Que l’on se souvienne de moi ou que l’on m’oublie,
De moi dans ces neiges étrangères.
Cela m’importe peu.
En captivité, j’ai grandi avec des étrangers,
Sans que les miens ne me pleurent,
En captivité, en pleurant, je mourrai
Et j’emporterai tout avec toi
Ne laissant même pas une seule petite trace
Dans notre glorieuse Ukraine,
La nôtre – qui n’est plus notre propre terre.
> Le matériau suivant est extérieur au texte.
//! Shared types for the zfsmon agent.
//!
//! The data model ([`types::PropertyRecord`], [`types::ResourceKind`]),
//! byte-size parsing ([`size::parse_size`]), and the diagnostic sink
//! ([`diag::DiagnosticSink`]) used by both the collection layer and the
//! reporting layer.

pub mod diag;
pub mod size;
pub mod types;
Et le père dans ses souvenirs,
Le père ne dira pas à son fils : « Prie,
Prie, mon fils : pour l’Ukraine
Il fut torturé jadis. »
Peu m’importe, si demain,
Si ce fils priera, ou non…
Mais ce qui m’importe réellement
C’est de constater qu’un ennemi ignoble
Endort, dérobe et consume l’Ukraine
La volant et la violant …
Ô, comme cela m’importe !
***
Testament
poèmes
Quand je serai mort, mettez-moi
Dans le tertre qui sert de tombe
Au milieu de la plaine immense,
Dans mon Ukraine bien-aimée,
Pour que je voie les champs sans fin,
Le Dniepr et ses rives abruptes,
Et que je l'entende mugir.
Lorsque le Dniepr emportera
Vers la mer bleue, loin de l'Ukraine,
Le sang de l'ennemi, alors
J'abandonnerai les collines
Et j'abandonnerai les champs,
Jusqu'au ciel je m'envolerai
Pour priez Dieu, mais si longtemps
Que cela n'aura pas eu lieu
Je ne veux pas connaître Dieu.
Vous, enterrez-moi, levez-vous,
Brisez enfin, brisez vos chaînes,
La liberté, arrosez-là
Avec le sang de l'ennemi.
Plus tard dans la grande famille,
La famille libre et nouvelle,
N'oubliez pas de m'évoquer
Avec des mots doux et paisibles.
Le 25 décembre 1845
à Pereiaslav.
Traduit par Eugène Guillevic
Tarass Chevtchenko, Paris, Seghers, (Poètes d’aujourd’hui no 110), 1964, pp. 69-70)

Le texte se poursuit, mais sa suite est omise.